Ferromagnetic materials in the walls and ground of buildings cause perturbations in the earth’s magnetic field. These spatial variations in the ambient magnetic field observed in indoor environments are mostly time-invariant. The deviations of the magnetic field can be captured in a magnetic field map, providing valuable information for indoor localization and navigation. Gaussian processes are a useful tool to model the ambient magnetic field, where the characteristics of the magnetic field are specified by the hyperparameters of the Gaussian process. To avoid the computational difficulties associated with full Gaussian process regression, a reduced-rank approximation is implemented. The magnetic field is measured using a magnetometer. A motion capture suit contains multiple magnetometers, whose relative positions are accurately determined. In this thesis it is researched if the quality of the magnetic field map can be improved when the measurement come from the motion capture suit. This is a challenging task, since the magnetometers are placed at different altitudes and the characteristics of the indoor magnetic field also vary with altitude. Consequently, the hyperparameters that best fit the measurement data are different per magnetometer. The negative effects of this observation are reduced by considering subsets of magnetometers operating at similar altitudes. However, an evident relation between the magnetometer’s altitude and its optimal hyperparameters has not been found.

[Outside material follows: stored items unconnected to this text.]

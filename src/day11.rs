// Copyright (c) 2022 Bastiaan Marinus van de Weerd


const GRID_SIZE: usize = 300;

fn power_level(serial: i64, [x, y]: [usize; 2]) -> i64 {
	let rack = x as i64 + 10;
	((rack * y as i64 + serial) * rack).div_euclid(100).rem_euclid(10) - 5
}

#[cfg_attr(test, derive(Debug, PartialEq))]
#[derive(Clone, Copy)]
struct Square {
	pos: [usize; 2],
	size: usize,
	power: i64,
}

impl Square {
	/// Orders by power, preferring smaller squares and then reading order on ties.
	fn rank(&self) -> impl Ord {
		use std::cmp::Reverse;
		(self.power, Reverse(self.size), Reverse(self.pos[1]), Reverse(self.pos[0]))
	}

	fn beats(&self, other: Option<&Square>) -> bool {
		other.map_or(true, |other| self.rank() > other.rank())
	}
}

/// Summed-area table over an `N`×`N` grid of fuel cells with 1-based coordinates.
struct Grid<const N: usize> {
	sums: Vec<i64>,
}

impl<const N: usize> Grid<N> {
	const STRIDE: usize = N + 1;

	fn new(serial: i64) -> Self {
		let s = Self::STRIDE;
		let mut sums = vec![0; s * s];
		for y in 1..=N {
			for x in 1..=N {
				sums[y * s + x] = power_level(serial, [x, y])
					+ sums[(y - 1) * s + x]
					+ sums[y * s + x - 1]
					- sums[(y - 1) * s + x - 1];
			}
		}
		Grid { sums }
	}

	fn square_power(&self, [x, y]: [usize; 2], size: usize) -> i64 {
		let s = Self::STRIDE;
		let ([x0, y0], [x1, y1]) = ([x - 1, y - 1], [x + size - 1, y + size - 1]);
		self.sums[y1 * s + x1] - self.sums[y0 * s + x1] - self.sums[y1 * s + x0] + self.sums[y0 * s + x0]
	}

	fn best_square(&self, size: usize) -> Option<Square> {
		use itertools::Itertools as _;
		let last = (N + 1).checked_sub(size)?;
		(1..=last).cartesian_product(1..=last)
			.map(|(y, x)| Square { pos: [x, y], size, power: self.square_power([x, y], size) })
			.max_by_key(Square::rank)
	}
}


fn input_serial_from_str(s: &str) -> Result<i64, parsing::SerialError> {
	parsing::serial_from_str(s)
}


fn part1_impl<const N: usize>(input_serial: i64) -> Option<Square> {
	Grid::<N>::new(input_serial).best_square(3)
}

pub(crate) fn part1(input: &str) -> anyhow::Result<String> {
	let square = part1_impl::<GRID_SIZE>(input_serial_from_str(input)?)
		.ok_or_else(|| anyhow::anyhow!("Grid is smaller than 3×3"))?;
	Ok(format!("{},{}", square.pos[0], square.pos[1]))
}


/// Searches every square size on a fixed pool of workers. Each worker claims
/// the next unsearched size from a shared counter, and publishes its result
/// into a shared best slot when it improves on it.
fn part2_impl<const N: usize>(input_serial: i64) -> Option<Square> {
	use std::sync::{atomic::{AtomicUsize, Ordering}, PoisonError, RwLock};

	let grid = Grid::<N>::new(input_serial);
	let next_size = AtomicUsize::new(1);
	let best = RwLock::new(None::<Square>);

	rayon::scope(|scope| {
		for worker in 0..rayon::current_num_threads() {
			let (grid, next_size, best) = (&grid, &next_size, &best);
			scope.spawn(move |_| loop {
				let size = next_size.fetch_add(1, Ordering::Relaxed);
				if size > N { break }
				let Some(candidate) = grid.best_square(size) else { continue };
				tracing::trace!(worker, size, power = candidate.power, "searched square size");

				let improves = candidate.beats(best.read()
					.unwrap_or_else(PoisonError::into_inner)
					.as_ref());
				if !improves { continue }

				let mut best = best.write().unwrap_or_else(PoisonError::into_inner);
				if candidate.beats(best.as_ref()) {
					tracing::debug!(worker, size, power = candidate.power, "new best square");
					*best = Some(candidate);
				}
			});
		}
	});

	best.into_inner().unwrap_or_else(PoisonError::into_inner)
}

pub(crate) fn part2(input: &str) -> anyhow::Result<String> {
	let square = part2_impl::<GRID_SIZE>(input_serial_from_str(input)?)
		.ok_or_else(|| anyhow::anyhow!("Grid is empty"))?;
	Ok(format!("{},{},{}", square.pos[0], square.pos[1], square.size))
}


mod parsing {
	#[derive(Debug, thiserror::Error)]
	pub(super) enum SerialError {
		#[error("Invalid grid serial number {0:?}")]
		Invalid(String, #[source] std::num::ParseIntError),
	}

	pub(super) fn serial_from_str(s: &str) -> Result<i64, SerialError> {
		let s = s.trim();
		s.parse().map_err(|e| SerialError::Invalid(s.to_owned(), e))
	}
}


#[cfg(test)]
mod tests {
	use super::*;
	use test_case::test_case;

	#[test_case(8, [3, 5], 4)]
	#[test_case(57, [122, 79], -5)]
	#[test_case(39, [217, 196], 0)]
	#[test_case(71, [101, 153], 4)]
	fn power_levels(serial: i64, pos: [usize; 2], level: i64) {
		assert_eq!(power_level(serial, pos), level);
	}

	#[test]
	fn square_power() {
		let grid = Grid::<GRID_SIZE>::new(18);
		let naive = (45..48)
			.flat_map(|y| (33..36).map(move |x| power_level(18, [x, y])))
			.sum::<i64>();
		assert_eq!(grid.square_power([33, 45], 3), naive);
		assert_eq!(grid.square_power([33, 45], 1), power_level(18, [33, 45]));
	}

	#[test_case(18, Square { pos: [33, 45], size: 3, power: 29 }; "serial 18")]
	#[test_case(42, Square { pos: [21, 61], size: 3, power: 30 }; "serial 42")]
	fn part1_examples(serial: i64, square: Square) {
		assert_eq!(part1_impl::<GRID_SIZE>(serial), Some(square));
	}

	#[test_case(18, Square { pos: [90, 269], size: 16, power: 113 }; "serial 18")]
	#[test_case(42, Square { pos: [232, 251], size: 12, power: 119 }; "serial 42")]
	fn part2_examples(serial: i64, square: Square) {
		assert_eq!(part2_impl::<GRID_SIZE>(serial), Some(square));
	}

	#[test]
	fn answers() {
		assert_eq!(super::part1("18\n").unwrap(), "33,45");
		assert!(super::part1("eighteen").is_err());
	}
}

The hypothesis that complementing measurements from a single magnetometer with measurements of magnetometers operating at similar altitudes would improve the quality of the magnetic field is not supported based on the experiments. It is expected that either the magnetometer measurements lacked consistency, or that the assumption that the MOCAP suit returned the true magnetometer locations does not apply.

Files

MEP_Final.pdf
(pdf | 26.8 Mb)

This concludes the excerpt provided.